I have argued in the past that with a little creativity, public goods can be provided, assuming there is public support for those goods, which would also have to be the case in a democratic government. To quote Kevin Carson, “As always, it’s not a question of what we’ll do when the state stops solving the problem. It’s a question of how to stop the state from creating the problem.”
The problem becomes that regardless of the possibility of providing those public goods on an open market, those goods become harder to achieve with a government in place, which creates an entirely new set of obstacles for achieving those original public goods governments were purportedly created to solve in the first place. Public goods, like security and safety, are not impossible for governments to provide, just costlier and more difficult than they would be on a free market. The first new public good created by the presence of a democratic government would be an informed electorate. It is not in the average person’s economic interest to know much about the issues at hand or the candidates running for office.
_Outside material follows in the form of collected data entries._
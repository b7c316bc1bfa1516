//! Wallet limit configuration
//!
//! The engine validates every mutation against a process-wide set of
//! limits: a per-operation amount range and a daily spending allowance.
//! Values come from CLI flags (or defaults) and are fixed for the life
//! of the process; per-user limit overrides are deliberately not modeled
//! here.

use rust_decimal::Decimal;

/// Amount and daily-limit configuration for the wallet engine
#[derive(Debug, Clone, PartialEq)]
pub struct WalletLimits {
    /// Smallest accepted per-operation amount
    pub min_amount: Decimal,

    /// Largest accepted per-operation amount
    pub max_amount: Decimal,

    /// Total amount an owner may load or send out per calendar day
    ///
    /// Reaching this value freezes the wallet for outgoing transfers
    /// until the next daily reset.
    pub daily_limit: Decimal,
}

impl Default for WalletLimits {
    fn default() -> Self {
        Self {
            min_amount: Decimal::ONE,
            max_amount: Decimal::new(10_000, 0),
            daily_limit: Decimal::new(1_000, 0),
        }
    }
}

impl WalletLimits {
    /// Create a new WalletLimits with custom values
    ///
    /// Nonsensical combinations (min above max, non-positive bounds) fall
    /// back to the defaults with a warning, mirroring how batch tuning
    /// parameters are sanitized.
    pub fn new(min_amount: Decimal, max_amount: Decimal, daily_limit: Decimal) -> Self {
        let default = Self::default();

        if min_amount <= Decimal::ZERO || max_amount < min_amount {
            eprintln!(
                "Warning: Invalid amount range [{}, {}], using defaults [{}, {}]",
                min_amount, max_amount, default.min_amount, default.max_amount
            );
            return Self {
                daily_limit: if daily_limit > Decimal::ZERO {
                    daily_limit
                } else {
                    default.daily_limit
                },
                ..default
            };
        }

        let daily_limit = if daily_limit <= Decimal::ZERO {
            eprintln!(
                "Warning: Invalid daily limit ({}), using default ({})",
                daily_limit, default.daily_limit
            );
            default.daily_limit
        } else {
            daily_limit
        };

        Self {
            min_amount,
            max_amount,
            daily_limit,
        }
    }
}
That is because a single individual’s vote has almost no significance in the outcome of an election, and even if a single vote could turn an election, a voter has no method of holding a politician to his or her campaign pledges. It gets worse. A single politician in Washington, D.C., is one of 535 votes in the legislature. The idea that a citizen’s vote would make any noticeable difference to the his or her life is almost inconceivable.
The second public good that must be provided for in order to solve the original public goods problems is the creation of just laws. When thinking about it, there are thousands and thousands of pages of legislation and regulation under discussion. It would be next to impossible and meaningless to read every line of every bill introduced or regulation proposed in order to find out if some special benefit is being given to this or that special interest lobbyists. Even if we could decipher what the legislation or proposed regulation meant and its impact in the future, which would be difficult enough, contacting a congressman or regulator is going to have a negligible impact on influencing policy. Even if we could change the policy, it most likely only means a savings of a few dollars or cents per voter. Special interests who stand to gain millions or billions are always going to have the time and money to devote to gaining special favors.
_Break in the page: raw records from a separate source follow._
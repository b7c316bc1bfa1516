//! Core business logic module
//!
//! This module contains the balance-mutation engine and its parts:
//! - `policy` - amount, limit, freeze and balance validation
//! - `store` - versioned wallet storage with compare-and-swap commits
//! - `ledger` - append-only transaction record with idempotency keys
//! - `retry` - bounded retry loop for version conflicts
//! - `directory` - recipient-existence collaborator
//! - `engine` - orchestration of loads and transfers

pub mod directory;
pub mod engine;
pub mod ledger;
pub mod policy;
pub mod retry;
pub mod store;

pub use directory::{InMemoryDirectory, UserDirectory};
pub use engine::{WalletEngine, WriteHook};
pub use ledger::TransactionLedger;
pub use policy::LimitPolicy;
pub use retry::RetryPolicy;
pub use store::WalletStore;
Since human beings are not perfect or all-knowing, market failure is possible, but as David Friedman notes, “In the political system, market failure is the norm. If you think of the political system as a marketplace, we cannot expect individual rationality to produce group-rational results.” So the idea that government would work if we could only get the right people in charge is a failed strategy in practice and beyond naïve in theory.
When a government does try to address public goods that allegedly cannot be provided by the market, policies are going to serve the powerful and wealthy. Seeing how I would actually like to see those public goods provided to people, I cannot support a government, because a government makes those products less attainable for the people who most desperately need them.